A variation on this theme is the inflatable hoop trap. At least 12 different fungal species make constricting snares that inflate like lethal water wings in a tenth of a second. The fungal squeeze is fatal.

These are physical traps, but chemicals can do the job too.

Based solely on appearance, the cream-colored, shellfish-shaped Pleurotus ostreatus is not a fungus you’d suspect of carnivory, but scrutiny of its diet does suggest a need. As everyone who’s hunted or cultivated oyster mushrooms knows, they are wood rotters that are among the first creatures to take a crack at dead trees. As anyone who’s ever tried to eat wood knows, it’s memorably protein-poor.

When starved, the filaments of Pleurotus that live inside wood produce poison drops. Minutes after nematode noses nudge them, the worms’ wriggling slows and stops.

In the present study, all 15 species of Pleurotus fungi the team tested had this ability. Then they chose 17 species of nematode to see if any could survive the poison. None did. The scientists concluded that the mechanism of paralysis had been conserved by evolution across nematode lineages that diverged an estimated 280–430 million years ago.

The scientists suspected that calcium may play a role in the action of the poison. Animal muscles contain extensive calcium storehouses. When nerves tell the muscles to move, the calcium is released and stimulates contraction. When nerves tell them to stop, pumps refill the storehouses with calcium, and the muscle relaxes.

To investigate how the fungus was pulling this off, the scientists created worms with visible calcium and discovered that the ion flooded the pharynx and head muscles of poisoned worms—and stayed there. Very quickly, neurons and muscle cells died in droves.

Thus, the fungal poison probably irreversibly opens a calcium gate and/or jams the calcium pumps that re-stow it. Without a way of putting the calcium back where it belongs, the worm ends up in a rigor mortis that induces death.

Next, by randomly mutating nematodes and looking for poison-resistant individuals, then sequencing the mutants’ genes to see what got broken, the scientists deduced that the fungal poison can only act if the worm makes intact sensory hairs called cilia.

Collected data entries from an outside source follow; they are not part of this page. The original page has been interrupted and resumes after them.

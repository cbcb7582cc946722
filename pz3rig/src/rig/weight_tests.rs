use crate::{
    Axis, Bone, DEFAULT_MIN_WEIGHT, Error, RotationOrder, TableMap, TransformMap,
    UNBOUNDED_DOMAIN_END, WeightMap, clip_domain, collect_weights, plane_angle,
};
use glam::{DMat4, DVec3};

fn assert_approx(actual: f64, expected: f64) {
    let diff = (actual - expected).abs();
    assert!(
        diff <= 1.0e-9,
        "expected {expected}, got {actual} (diff {diff})"
    );
}

struct Constant(f32);

impl WeightMap for Constant {
    fn weight(&self, _index: usize) -> f32 {
        self.0
    }
}

#[test]
fn default_domain_is_unbounded_and_clipped_to_the_mesh() {
    assert_eq!(Constant(1.0).domain(), (0, UNBOUNDED_DOMAIN_END));
    assert_eq!(clip_domain((0, UNBOUNDED_DOMAIN_END), 4), (0, 4));
    assert_eq!(clip_domain((2, 3), 10), (2, 3));
    assert_eq!(collect_weights(&Constant(0.5), 3, DEFAULT_MIN_WEIGHT).len(), 3);
}

#[test]
fn weights_at_or_below_the_threshold_are_dropped() {
    let map = TableMap::new(&[3, 5, 7, 9], &[0.5, 0.01, 0.0, 1.0]).unwrap();
    assert_eq!(map.domain(), (3, 10));
    assert_eq!(
        collect_weights(&map, 100, DEFAULT_MIN_WEIGHT),
        vec![(3, 0.5), (9, 1.0)]
    );
    assert_eq!(collect_weights(&map, 8, DEFAULT_MIN_WEIGHT), vec![(3, 0.5)]);
    assert_eq!(map.weight(4), 0.0);
}

#[test]
fn table_needs_one_weight_per_index() {
    assert!(matches!(
        TableMap::new(&[1, 2], &[0.5]),
        Err(Error::WeightTableMismatch {
            indices: 2,
            weights: 1
        })
    ));
    let empty = TableMap::new(&[], &[]).unwrap();
    assert_eq!(empty.domain(), (0, 0));
    assert!(collect_weights(&empty, 10, 0.0).is_empty());
}

#[test]
fn plane_angle_covers_full_circle() {
    assert_approx(plane_angle(DVec3::new(1.0, 0.0, 5.0)), 0.0);
    assert_approx(plane_angle(DVec3::new(0.0, 1.0, 0.0)), 90.0);
    assert_approx(plane_angle(DVec3::new(-1.0, 0.0, 0.0)), 180.0);
    assert_approx(plane_angle(DVec3::new(1.0, -1.0, 0.0)), 315.0);
}

#[test]
fn transform_map_weighs_transformed_positions() {
    let positions = [
        DVec3::new(0.0, 0.0, 0.0),
        DVec3::new(0.0, 0.0, 1.0),
        DVec3::new(0.0, 0.0, 2.0),
    ];
    let map = TransformMap::new(
        |i: usize| positions[i],
        DMat4::from_translation(DVec3::new(0.0, 0.0, -1.0)),
        |local: DVec3| (1.0 - local.z.abs()).max(0.0) as f32,
    );
    assert_eq!(map.local_coords(2), DVec3::new(0.0, 0.0, 1.0));
    assert_eq!(
        collect_weights(&map, positions.len(), DEFAULT_MIN_WEIGHT),
        vec![(1, 1.0)]
    );

    let limited = map.with_domain(2, 3);
    assert_eq!(limited.domain(), (2, 3));
    assert!(collect_weights(&limited, positions.len(), 0.0).is_empty());
}

#[test]
fn bone_map_evaluates_in_the_falloff_frame() {
    let bone = Bone::new("lForeArm:1", DVec3::new(1.0, 1.0, 0.0), DVec3::ZERO, RotationOrder::Xzy);
    let positions = [DVec3::new(1.0, 2.0, 0.0), DVec3::new(2.0, 1.0, 0.0)];
    let upper_half = |local: DVec3| {
        if plane_angle(local) < 180.0 { 1.0_f32 } else { 0.0 }
    };
    let map = TransformMap::for_bone(&bone, Axis::Z, |i: usize| positions[i], upper_half);
    assert!(map.local_coords(0).abs_diff_eq(DVec3::Y, 1.0e-12));
    assert_eq!(collect_weights(&map, 2, DEFAULT_MIN_WEIGHT), vec![(0, 1.0), (1, 1.0)]);

    let below = [DVec3::new(1.0, 0.0, 0.0)];
    let map = TransformMap::for_bone(&bone, Axis::Z, |i: usize| below[i], upper_half);
    assert!(collect_weights(&map, 1, DEFAULT_MIN_WEIGHT).is_empty());
}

These 60 or so enervated antennae project from the roundworm fuselage and are used to smell, taste, touch, take the temperature, and otherwise sense their environment. Because worms that can’t make functional cilia (rendering them immune to oyster poison) also can’t sense their environment (rendering them blind), it is likely that mutants that can escape Pleurotus cannot survive in the wild, the scientists inferred.

Further tests revealed that the Pleurotus poison’s mechanism is distinct from that of all current nematicides. Nematodes are important parasites of plants, livestock and humans, and resistance to nematicides is growing. A potential drug so completely unknown, broadly effective, and seemingly resistance-proof is decidedly intriguing.

It’s not even the only one. Remember those fungi that make sticky nets? Some of them—and they’re completely unrelated to Pleurotus—also render nematodes comatose within an hour.

This is an opinion and analysis article.